What is expected: What you give back must match the data character for character.

Supplied records:
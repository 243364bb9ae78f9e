//! G.722 Decoder
//!
//! Drives the receive path: codeword extraction (with optional bit
//! unpacking), sub-band ADPCM reconstruction and QMF synthesis or one of its
//! bypasses.

use super::adpcm::{high_band_decode, low_band_decode};
use super::bitstream::BitUnpacker;
use super::qmf::{qmf_synthesis, QmfDelay};
use super::state::{Band, HIGH_BAND, LOW_BAND};
use super::tables::QMF_DELAY_LEN;
use crate::error::Result;
use crate::types::{Bitrate, CodecConfig, G722Options};
use crate::utils::{pcm_to_le_bytes, validate_output_capacity};
use bytes::Bytes;
use tracing::{debug, trace};

/// Streaming G.722 decoder
///
/// Each call continues from the state the previous call left behind. In
/// packed mode, bits that do not complete a codeword are kept for the next
/// call.
///
/// # Example
/// ```
/// use g722_core::codecs::g722::G722Decoder;
/// use g722_core::types::{Bitrate, CodecConfig};
///
/// let mut decoder = G722Decoder::new(CodecConfig::new(Bitrate::Rate64000));
/// let pcm = decoder.decode(&[0xFA; 40]);
/// assert_eq!(pcm.len(), 80);
/// ```
#[derive(Debug, Clone)]
pub struct G722Decoder {
    config: CodecConfig,
    bands: [Band; 2],
    qmf: QmfDelay,
    unpacker: BitUnpacker,
}

impl G722Decoder {
    /// Create a new decoder from configuration
    pub fn new(config: CodecConfig) -> Self {
        let bits_per_sample = config.bits_per_sample();

        if config.options.contains(G722Options::PACKED) && !config.is_packed() {
            debug!("G.722 PACKED option ignored at {} bits per codeword", bits_per_sample);
        }

        debug!(
            "Creating G.722 decoder: {}, {} bits/codeword, {}Hz output, packed={}, itu_test_mode={}",
            config.bitrate,
            bits_per_sample,
            config.output_sample_rate(),
            config.is_packed(),
            config.itu_test_mode
        );

        Self {
            config,
            bands: Band::new_pair(),
            qmf: [0; QMF_DELAY_LEN],
            unpacker: BitUnpacker::new(bits_per_sample),
        }
    }

    /// Create a new decoder from a raw bit rate and option flags
    ///
    /// # Errors
    ///
    /// Returns an invalid bitrate error unless `rate` is 64000, 56000 or 48000.
    pub fn with_rate(rate: u32, options: G722Options) -> Result<Self> {
        let bitrate = Bitrate::from_bps(rate)?;
        Ok(Self::new(CodecConfig::new(bitrate).with_options(options)))
    }

    /// Get the configuration
    pub fn config(&self) -> &CodecConfig {
        &self.config
    }

    /// Get the codeword width
    pub fn bits_per_sample(&self) -> u32 {
        self.config.bits_per_sample()
    }

    /// Get the sub-band states, low band first
    pub fn bands(&self) -> &[Band; 2] {
        &self.bands
    }

    /// Number of buffered bits that do not yet form a codeword
    pub fn pending_bits(&self) -> u32 {
        self.unpacker.pending_bits()
    }

    /// Number of output samples produced per codeword
    fn samples_per_codeword(&self) -> usize {
        // test mode emits both bands even at 8 kHz
        if self.config.is_eight_k() && !self.config.itu_test_mode {
            1
        } else {
            2
        }
    }

    /// Number of complete codewords in the buffered bits plus `bytes` bytes
    pub fn codewords_for(&self, bytes: usize) -> usize {
        if self.config.is_packed() {
            self.unpacker.codewords_for(bytes)
        } else {
            bytes
        }
    }

    /// Exact number of samples the next decode of `bytes` bytes will write
    pub fn decoded_len(&self, bytes: usize) -> usize {
        self.codewords_for(bytes) * self.samples_per_codeword()
    }

    /// Decode G.722 data to PCM samples
    pub fn decode(&mut self, data: &[u8]) -> Vec<i16> {
        let mut output = vec![0i16; self.decoded_len(data.len())];
        let written = self.decode_into(data, &mut output);
        output.truncate(written);

        trace!("G.722 decoded {} bytes to {} samples", data.len(), written);

        output
    }

    /// Decode G.722 data into a caller-provided buffer
    ///
    /// Returns the number of samples written.
    ///
    /// # Errors
    ///
    /// Fails with a buffer error, leaving the decoder untouched, if `output`
    /// is shorter than [`decoded_len`](Self::decoded_len).
    pub fn decode_to_buffer(&mut self, data: &[u8], output: &mut [i16]) -> Result<usize> {
        validate_output_capacity(self.decoded_len(data.len()), output.len())?;

        let written = self.decode_into(data, output);

        trace!(
            "G.722 decoded {} bytes to {} samples (zero-alloc), {} bits pending",
            data.len(),
            written,
            self.unpacker.pending_bits()
        );

        Ok(written)
    }

    /// Decode G.722 data to little-endian 16-bit PCM bytes
    pub fn decode_to_pcm_bytes(&mut self, data: &[u8]) -> Bytes {
        pcm_to_le_bytes(&self.decode(data))
    }

    /// Reset to the initial state, dropping any buffered bits
    pub fn reset(&mut self) {
        self.bands = Band::new_pair();
        self.qmf = [0; QMF_DELAY_LEN];
        self.unpacker.reset();
        debug!("G.722 decoder reset");
    }

    fn decode_into(&mut self, data: &[u8], output: &mut [i16]) -> usize {
        let mut written = 0;

        if self.config.is_packed() {
            let mut bytes = data.iter();
            loop {
                while self.unpacker.needs_more() {
                    match bytes.next() {
                        Some(&byte) => self.unpacker.feed(byte),
                        None => break,
                    }
                }

                let Some(code) = self.unpacker.next_code() else {
                    break;
                };
                written += self.decode_codeword(code, &mut output[written..]);
            }
        } else {
            for &code in data {
                written += self.decode_codeword(code, &mut output[written..]);
            }
        }

        written
    }

    fn decode_codeword(&mut self, code: u8, output: &mut [i16]) -> usize {
        let bits_per_sample = self.bits_per_sample();
        let code = i32::from(code);

        let (ilr, ihigh) = match bits_per_sample {
            7 => (code & 0x1F, (code >> 5) & 0x03),
            6 => (code & 0x0F, (code >> 4) & 0x03),
            _ => (code & 0x3F, (code >> 6) & 0x03),
        };

        let rlow = low_band_decode(&mut self.bands[LOW_BAND], ilr, bits_per_sample);

        let rhigh = if self.config.is_eight_k() {
            0
        } else {
            high_band_decode(&mut self.bands[HIGH_BAND], ihigh)
        };

        if self.config.itu_test_mode {
            output[0] = (rlow << 1) as i16;
            output[1] = (rhigh << 1) as i16;
            2
        } else if self.config.is_eight_k() {
            output[0] = (rlow << 1) as i16;
            1
        } else {
            let (out1, out2) = qmf_synthesis(&mut self.qmf, rlow, rhigh);
            output[0] = out1 as i16;
            output[1] = out2 as i16;
            2
        }
    }
}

Your response:
repository 243364bb9ae78f9e
//! G.722 Decoder
//!
//! Drives the receive path: codeword extraction (with optional bit
//! unpacking), sub-band ADPCM reconstruction and QMF synthesis or one of its
//! bypasses.

use super::adpcm::{high_band_decode, low_band_decode};
use super::bitstream::BitUnpacker;
use super::qmf::{qmf_synthesis, QmfDelay};
use super::state::{Band, HIGH_BAND, LOW_BAND};
use super::tables::QMF_DELAY_LEN;
use crate::error::Result;
use crate::types::{Bitrate, CodecConfig, G722Options};
use crate::utils::{pcm_to_le_bytes, validate_output_capacity};
use bytes::Bytes;
use tracing::{debug, trace};

/// Streaming G.722 decoder
///
/// Each call continues from the state the previous call left behind. In
/// packed mode, bits that do not complete a codeword are kept for the next
/// call.
///
/// # Example
/// ```
/// use g722_core::codecs::g722::G722Decoder;
/// use g722_core::types::{Bitrate, CodecConfig};
///
/// let mut decoder = G722Decoder::new(CodecConfig::new(Bitrate::Rate64000));
/// let pcm = decoder.decode(&[0xFA; 40]);
/// assert_eq!(pcm.len(), 80);
/// ```
#[derive(Debug, Clone)]
pub struct G722Decoder {
    config: CodecConfig,
    bands: [Band; 2],
    qmf: QmfDelay,
    unpacker: BitUnpacker,
}

impl G722Decoder {
    /// Create a new decoder from configuration
    pub fn new(config: CodecConfig) -> Self {
        let bits_per_sample = config.bits_per_sample();

        if config.options.contains(G722Options::PACKED) && !config.is_packed() {
            debug!("G.722 PACKED option ignored at {} bits per codeword", bits_per_sample);
        }

        debug!(
            "Creating G.722 decoder: {}, {} bits/codeword, {}Hz output, packed={}, itu_test_mode={}",
            config.bitrate,
            bits_per_sample,
            config.output_sample_rate(),
            config.is_packed(),
            config.itu_test_mode
        );

        Self {
            config,
            bands: Band::new_pair(),
            qmf: [0; QMF_DELAY_LEN],
            unpacker: BitUnpacker::new(bits_per_sample),
        }
    }

    /// Create a new decoder from a raw bit rate and option flags
    ///
    /// # Errors
    ///
    /// Returns an invalid bitrate error unless `rate` is 64000, 56000 or 48000.
    pub fn with_rate(rate: u32, options: G722Options) -> Result<Self> {
        let bitrate = Bitrate::from_bps(rate)?;
        Ok(Self::new(CodecConfig::new(bitrate).with_options(options)))
    }

    /// Get the configuration
    pub fn config(&self) -> &CodecConfig {
        &self.config
    }

    /// Get the codeword width
    pub fn bits_per_sample(&self) -> u32 {
        self.config.bits_per_sample()
    }

    /// Get the sub-band states, low band first
    pub fn bands(&self) -> &[Band; 2] {
        &self.bands
    }

    /// Number of buffered bits that do not yet form a codeword
    pub fn pending_bits(&self) -> u32 {
        self.unpacker.pending_bits()
    }

    /// Number of output samples produced per codeword
    fn samples_per_codeword(&self) -> usize {
        // test mode emits both bands even at 8 kHz
        if self.config.is_eight_k() && !self.config.itu_test_mode {
            1
        } else {
            2
        }
    }

    /// Number of complete codewords in the buffered bits plus `bytes` bytes
    pub fn codewords_for(&self, bytes: usize) -> usize {
        if self.config.is_packed() {
            self.unpacker.codewords_for(bytes)
        } else {
            bytes
        }
    }

    /// Exact number of samples the next decode of `bytes` bytes will write
    pub fn decoded_len(&self, bytes: usize) -> usize {
        self.codewords_for(bytes) * self.samples_per_codeword()
    }

    /// Decode G.722 data to PCM samples
    pub fn decode(&mut self, data: &[u8]) -> Vec<i16> {
        let mut output = vec![0i16; self.decoded_len(data.len())];
        let written = self.decode_into(data, &mut output);
        output.truncate(written);

        trace!("G.722 decoded {} bytes to {} samples", data.len(), written);

        output
    }

    /// Decode G.722 data into a caller-provided buffer
    ///
    /// Returns the number of samples written.
    ///
    /// # Errors
    ///
    /// Fails with a buffer error, leaving the decoder untouched, if `output`
    /// is shorter than [`decoded_len`](Self::decoded_len).
    pub fn decode_to_buffer(&mut self, data: &[u8], output: &mut [i16]) -> Result<usize> {
        validate_output_capacity(self.decoded_len(data.len()), output.len())?;

        let written = self.decode_into(data, output);

        trace!(
            "G.722 decoded {} bytes to {} samples (zero-alloc), {} bits pending",
            data.len(),
            written,
            self.unpacker.pending_bits()
        );

        Ok(written)
    }

    /// Decode G.722 data to little-endian 16-bit PCM bytes
    pub fn decode_to_pcm_bytes(&mut self, data: &[u8]) -> Bytes {
        pcm_to_le_bytes(&self.decode(data))
    }

    /// Reset to the initial state, dropping any buffered bits
    pub fn reset(&mut self) {
        self.bands = Band::new_pair();
        self.qmf = [0; QMF_DELAY_LEN];
        self.unpacker.reset();
        debug!("G.722 decoder reset");
    }

    fn decode_into(&mut self, data: &[u8], output: &mut [i16]) -> usize {
        let mut written = 0;

        if self.config.is_packed() {
            let mut bytes = data.iter();
            loop {
                while self.unpacker.needs_more() {
                    match bytes.next() {
                        Some(&byte) => self.unpacker.feed(byte),
                        None => break,
                    }
                }

                let Some(code) = self.unpacker.next_code() else {
                    break;
                };
                written += self.decode_codeword(code, &mut output[written..]);
            }
        } else {
            for &code in data {
                written += self.decode_codeword(code, &mut output[written..]);
            }
        }

        written
    }

    fn decode_codeword(&mut self, code: u8, output: &mut [i16]) -> usize {
        let bits_per_sample = self.bits_per_sample();
        let code = i32::from(code);

        let (ilr, ihigh) = match bits_per_sample {
            7 => (code & 0x1F, (code >> 5) & 0x03),
            6 => (code & 0x0F, (code >> 4) & 0x03),
            _ => (code & 0x3F, (code >> 6) & 0x03),
        };

        let rlow = low_band_decode(&mut self.bands[LOW_BAND], ilr, bits_per_sample);

        let rhigh = if self.config.is_eight_k() {
            0
        } else {
            high_band_decode(&mut self.bands[HIGH_BAND], ihigh)
        };

        if self.config.itu_test_mode {
            output[0] = (rlow << 1) as i16;
            output[1] = (rhigh << 1) as i16;
            2
        } else if self.config.is_eight_k() {
            output[0] = (rlow << 1) as i16;
            1
        } else {
            let (out1, out2) = qmf_synthesis(&mut self.qmf, rlow, rhigh);
            output[0] = out1 as i16;
            output[1] = out2 as i16;
            2
        }
    }
}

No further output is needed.